Quote the data below in full, please, without altering anything.

DATA FOR THE TASK Start Marker

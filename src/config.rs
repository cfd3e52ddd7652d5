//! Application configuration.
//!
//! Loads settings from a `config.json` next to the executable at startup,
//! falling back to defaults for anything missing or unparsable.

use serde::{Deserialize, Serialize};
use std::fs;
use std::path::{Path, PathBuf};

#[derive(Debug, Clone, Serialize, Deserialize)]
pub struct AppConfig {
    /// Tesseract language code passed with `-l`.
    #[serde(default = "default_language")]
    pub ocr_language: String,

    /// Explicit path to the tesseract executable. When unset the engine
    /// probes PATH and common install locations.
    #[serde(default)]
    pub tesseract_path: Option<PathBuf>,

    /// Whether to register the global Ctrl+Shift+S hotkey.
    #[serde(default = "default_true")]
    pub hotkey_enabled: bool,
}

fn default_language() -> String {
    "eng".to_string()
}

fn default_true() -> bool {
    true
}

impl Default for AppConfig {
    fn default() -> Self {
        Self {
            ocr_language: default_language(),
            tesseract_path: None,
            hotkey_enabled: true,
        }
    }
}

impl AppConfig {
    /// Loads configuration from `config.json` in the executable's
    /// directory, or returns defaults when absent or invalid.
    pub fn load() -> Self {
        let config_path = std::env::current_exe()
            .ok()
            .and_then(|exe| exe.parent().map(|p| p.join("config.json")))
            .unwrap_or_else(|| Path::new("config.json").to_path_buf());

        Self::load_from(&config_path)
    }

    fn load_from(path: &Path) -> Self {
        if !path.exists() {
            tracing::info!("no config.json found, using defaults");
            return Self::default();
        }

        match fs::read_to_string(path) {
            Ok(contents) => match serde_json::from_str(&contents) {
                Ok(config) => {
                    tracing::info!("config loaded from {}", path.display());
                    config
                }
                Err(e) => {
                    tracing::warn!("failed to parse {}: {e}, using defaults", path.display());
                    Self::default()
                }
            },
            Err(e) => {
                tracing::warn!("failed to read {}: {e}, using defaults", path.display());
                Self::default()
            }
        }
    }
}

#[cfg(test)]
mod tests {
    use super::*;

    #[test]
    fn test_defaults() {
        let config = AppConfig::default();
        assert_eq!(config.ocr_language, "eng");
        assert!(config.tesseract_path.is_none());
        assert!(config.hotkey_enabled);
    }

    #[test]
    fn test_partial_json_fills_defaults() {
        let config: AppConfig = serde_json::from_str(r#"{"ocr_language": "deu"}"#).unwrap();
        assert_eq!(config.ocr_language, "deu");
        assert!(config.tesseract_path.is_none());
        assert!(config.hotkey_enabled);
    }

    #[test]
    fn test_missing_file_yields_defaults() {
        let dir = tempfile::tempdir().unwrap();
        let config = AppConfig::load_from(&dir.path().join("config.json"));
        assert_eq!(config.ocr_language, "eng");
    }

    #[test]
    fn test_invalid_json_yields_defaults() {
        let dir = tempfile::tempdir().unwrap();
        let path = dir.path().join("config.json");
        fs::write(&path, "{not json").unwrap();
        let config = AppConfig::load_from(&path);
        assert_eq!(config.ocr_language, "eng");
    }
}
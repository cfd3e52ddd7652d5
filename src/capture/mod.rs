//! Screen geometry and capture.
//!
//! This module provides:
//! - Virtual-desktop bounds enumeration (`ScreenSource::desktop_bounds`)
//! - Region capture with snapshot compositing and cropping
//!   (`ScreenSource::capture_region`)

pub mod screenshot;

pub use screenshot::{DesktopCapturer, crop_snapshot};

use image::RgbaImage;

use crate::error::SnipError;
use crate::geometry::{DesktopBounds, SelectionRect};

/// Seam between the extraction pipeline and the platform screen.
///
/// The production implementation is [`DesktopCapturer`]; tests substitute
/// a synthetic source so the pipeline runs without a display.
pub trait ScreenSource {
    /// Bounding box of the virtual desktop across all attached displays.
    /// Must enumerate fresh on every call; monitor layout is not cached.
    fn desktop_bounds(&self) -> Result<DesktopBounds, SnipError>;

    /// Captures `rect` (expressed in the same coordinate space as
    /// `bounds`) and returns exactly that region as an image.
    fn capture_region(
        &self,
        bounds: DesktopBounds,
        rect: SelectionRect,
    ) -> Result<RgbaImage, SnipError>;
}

DATA FOR THE TASK End Marker

[TASK OUTPUT]
filename src/config.rs
repository cfd3e52ddd7652d5
//! Application configuration.
//!
//! Loads settings from a `config.json` next to the executable at startup,
//! falling back to defaults for anything missing or unparsable.

use serde::{Deserialize, Serialize};
use std::fs;
use std::path::{Path, PathBuf};

#[derive(Debug, Clone, Serialize, Deserialize)]
pub struct AppConfig {
    /// Tesseract language code passed with `-l`.
    #[serde(default = "default_language")]
    pub ocr_language: String,

    /// Explicit path to the tesseract executable. When unset the engine
    /// probes PATH and common install locations.
    #[serde(default)]
    pub tesseract_path: Option<PathBuf>,

    /// Whether to register the global Ctrl+Shift+S hotkey.
    #[serde(default = "default_true")]
    pub hotkey_enabled: bool,
}

fn default_language() -> String {
    "eng".to_string()
}

fn default_true() -> bool {
    true
}

impl Default for AppConfig {
    fn default() -> Self {
        Self {
            ocr_language: default_language(),
            tesseract_path: None,
            hotkey_enabled: true,
        }
    }
}

impl AppConfig {
    /// Loads configuration from `config.json` in the executable's
    /// directory, or returns defaults when absent or invalid.
    pub fn load() -> Self {
        let config_path = std::env::current_exe()
            .ok()
            .and_then(|exe| exe.parent().map(|p| p.join("config.json")))
            .unwrap_or_else(|| Path::new("config.json").to_path_buf());

        Self::load_from(&config_path)
    }

    fn load_from(path: &Path) -> Self {
        if !path.exists() {
            tracing::info!("no config.json found, using defaults");
            return Self::default();
        }

        match fs::read_to_string(path) {
            Ok(contents) => match serde_json::from_str(&contents) {
                Ok(config) => {
                    tracing::info!("config loaded from {}", path.display());
                    config
                }
                Err(e) => {
                    tracing::warn!("failed to parse {}: {e}, using defaults", path.display());
                    Self::default()
                }
            },
            Err(e) => {
                tracing::warn!("failed to read {}: {e}, using defaults", path.display());
                Self::default()
            }
        }
    }
}

#[cfg(test)]
mod tests {
    use super::*;

    #[test]
    fn test_defaults() {
        let config = AppConfig::default();
        assert_eq!(config.ocr_language, "eng");
        assert!(config.tesseract_path.is_none());
        assert!(config.hotkey_enabled);
    }

    #[test]
    fn test_partial_json_fills_defaults() {
        let config: AppConfig = serde_json::from_str(r#"{"ocr_language": "deu"}"#).unwrap();
        assert_eq!(config.ocr_language, "deu");
        assert!(config.tesseract_path.is_none());
        assert!(config.hotkey_enabled);
    }

    #[test]
    fn test_missing_file_yields_defaults() {
        let dir = tempfile::tempdir().unwrap();
        let config = AppConfig::load_from(&dir.path().join("config.json"));
        assert_eq!(config.ocr_language, "eng");
    }

    #[test]
    fn test_invalid_json_yields_defaults() {
        let dir = tempfile::tempdir().unwrap();
        let path = dir.path().join("config.json");
        fs::write(&path, "{not json").unwrap();
        let config = AppConfig::load_from(&path);
        assert_eq!(config.ocr_language, "eng");
    }
}
repository cfd3e52ddd7652d5
filename src/capture/mod.rs
//! Screen geometry and capture.
//!
//! This module provides:
//! - Virtual-desktop bounds enumeration (`ScreenSource::desktop_bounds`)
//! - Region capture with snapshot compositing and cropping
//!   (`ScreenSource::capture_region`)

pub mod screenshot;

pub use screenshot::{DesktopCapturer, crop_snapshot};

use image::RgbaImage;

use crate::error::SnipError;
use crate::geometry::{DesktopBounds, SelectionRect};

/// Seam between the extraction pipeline and the platform screen.
///
/// The production implementation is [`DesktopCapturer`]; tests substitute
/// a synthetic source so the pipeline runs without a display.
pub trait ScreenSource {
    /// Bounding box of the virtual desktop across all attached displays.
    /// Must enumerate fresh on every call; monitor layout is not cached.
    fn desktop_bounds(&self) -> Result<DesktopBounds, SnipError>;

    /// Captures `rect` (expressed in the same coordinate space as
    /// `bounds`) and returns exactly that region as an image.
    fn capture_region(
        &self,
        bounds: DesktopBounds,
        rect: SelectionRect,
    ) -> Result<RgbaImage, SnipError>;
}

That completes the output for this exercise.